A few months ago, Bank of Canada Governor Stephen Poloz announced he was giving up on economic models as the Consumer Price Index (CPI) stubbornly remained at or below the Bank’s target minimum rate. Then suddenly the CPI rose and remained at or above the Bank’s target midpoint as other economic indicators continued to show slack. Last week Mr. Poloz attributed the recent price surge to “temporary effects” while announcing the Bank was exploring a ‘neutral interest rate’ policy, effectively abandoning inflation targeting.
A closer look at how the CPI is produced may shed some light on why the measure has confounded the Bank of late.
The CPI is based largely on two surveys, the CPI price survey and the Survey of Household Spending (SHS); both in turn rely on other Statistics Canada surveys. (Over)simplified, the expenditure survey is supposed to capture the composition and quantity of products and services Canadian households consume over the course of a year, while the price survey is supposed to capture the prices and price changes for those products and services.
While most StatsCan surveys employ what’s called probability sampling, the price survey, with rare exceptions, uses a form of non-probability (‘judgmental’) sampling. The selection of geographic areas, retail outlets in those areas as well as products / services sampled from those outlets is arbitrary, making it impossible to either estimate sampling variability or identify possible bias. (While StatsCan notes retail outlets are selected based on high sales revenues, cut-off sampling is not used.)
StatsCan’s Industrial Producer Price Index (IPPI) has used probability sampling since its inception in the 1980’s. Why the agency continues to use non-probability sampling in the CPI is unexplained.
The exceptions to the price survey’s ‘judgmental’ sampling are rents, hotel and motel accommodation, and textbooks.
Rent quotes are based on a special module attached to the Labour Force Survey (LFS). Problem is LFS respondents are cycled into the survey sample for six consecutive months at a time. This means rent changes for LFS respondents who happen to move outside the five month window (following their initial screening into the survey) are never captured. Since those who move generally do so once over the course of a year, many dwellings in the LFS sample never record a rent change. Comparisons of rent change with CMHC rent data suggest that CPI rents show too little price change.
The CPI basket weights are based on household spending patterns from SHS. While SHS uses probability sampling, its small sample size, questionable methodology and poor response rate produce results that do not accurately represent all Canadian households.
The SHS collects both household income and expenditure information, used to determine spending patterns for different income levels. However, capital gains are excluded from household investment income.

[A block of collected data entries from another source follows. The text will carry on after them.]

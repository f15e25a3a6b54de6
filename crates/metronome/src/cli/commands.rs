//! CLI command definitions.

use clap::{Args, Parser, Subcommand};
use metronome::{PacingMode, PacingOverrides};
use std::path::PathBuf;

/// Metronome - paced OpenAI requests that stay under per-minute and burst limits
#[derive(Parser, Debug)]
#[command(name = "metronome")]
#[command(about = "Paced OpenAI requests that stay under per-minute and burst limits", long_about = None)]
#[command(version)]
pub struct Cli {
    /// Command to execute
    #[command(subcommand)]
    pub command: Commands,

    /// Pacing and client overrides
    #[command(flatten)]
    pub pacing: PacingArgs,

    /// Enable verbose logging
    #[arg(short, long, global = true)]
    pub verbose: bool,
}

/// Options layered over the configuration files.
#[derive(Args, Debug, Clone, Default)]
pub struct PacingArgs {
    /// Extra configuration file, applied last
    #[arg(long, global = true)]
    pub config: Option<PathBuf>,

    /// Provider whose tiers are used
    #[arg(long, global = true, default_value = "openai")]
    pub provider: String,

    /// Tier name (e.g. free, tier1); defaults to the provider's default tier
    #[arg(long, global = true)]
    pub tier: Option<String>,

    /// Requests per minute, overriding the tier
    #[arg(long, global = true)]
    pub rpm: Option<u32>,

    /// Burst limit, overriding the tier
    #[arg(long, global = true)]
    pub burst: Option<u32>,

    /// Pacing mode (reference or strict)
    #[arg(long, global = true)]
    pub mode: Option<PacingMode>,

    /// Model to request
    #[arg(long, global = true)]
    pub model: Option<String>,
}

impl PacingArgs {
    /// Overrides to apply on top of the loaded configuration.
    pub fn overrides(&self) -> PacingOverrides {
        PacingOverrides {
            provider: self.provider.clone(),
            tier: self.tier.clone(),
            model: self.model.clone(),
            rpm: self.rpm,
            burst: self.burst,
            mode: self.mode,
        }
    }
}

/// Available commands
#[derive(Subcommand, Debug)]
pub enum Commands {
    /// Send one prompt and print the reply
    Ask {
        /// Prompt text
        prompt: String,
    },

    /// Send every non-empty line of a file as its own prompt
    Batch {
        /// File with one prompt per line
        file: PathBuf,
    },

    /// Verify the API key and endpoint with a minimal request
    Check,

    /// Print the effective tier limits and pacing mode
    Limits,
}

Compounding that problem is a ‘quality control tool’ that excludes households with a difference between receipts (income) and disbursements (expenditure plus net cash flow) greater than 30%. (User Guide for the Survey of Household Spending, 2009)
This means households generating a significant share of their income from capital ownership – a popular topic these days – are more likely to be excluded from the SHS by design. (Since expenditure from capital gains is necessarily included while the income itself is excluded.)
Not that such households needed help being excluded from the SHS; the survey is voluntary. [Its predecessor, the Family Expenditure Survey, was mandatory.] Current CPI basket weights are based on the 2011 SHS. Only about 2 of 5 sampled Canadian households responded to the survey in 2011, down from about 2 of 3 in 2009.
(Aside: StatsCan stopped producing public use microdata files (PUMFs), for SHS after 2009. For context, the US and UK household spending survey PUMFs have been updated through 2012.)
In addition to the high-income households excluded from SHS by design, a significantly greater share of households in ‘high-income strata’ simply don’t respond to the survey. (Survey of Household Spending 2009: Data Quality Indicators)
That’s a problem. As we’ve learned from Capgemini and other sources, Canadian high net worth individuals (HNWI) – the ones most likely to generate a significant share of their income from capital ownership – faired quite well following the Great Recession. The rest of the population, not so much.
While HNWI rising tides may not have lifted all boats, they would have lifted average household spending – and, by extension, average consumer prices. That is if their spending was accurately reflected in the stats, which it wasn’t.
Bottom line: While the CPI may be confounding the Bank of Canada Governor, an effort at fixing the StatsCan tools at the Bank’s disposal may be more worthwhile than abandoning the inflation indicator that’s supposed to guide its policy for anecdotal evidence and regular meetings with chief executives.
That is assuming the objective is well-informed policy. It would be unfortunate if the Bank of Canada is choosing to go the low-information route that the Government of Canada seems intent on travelling these days.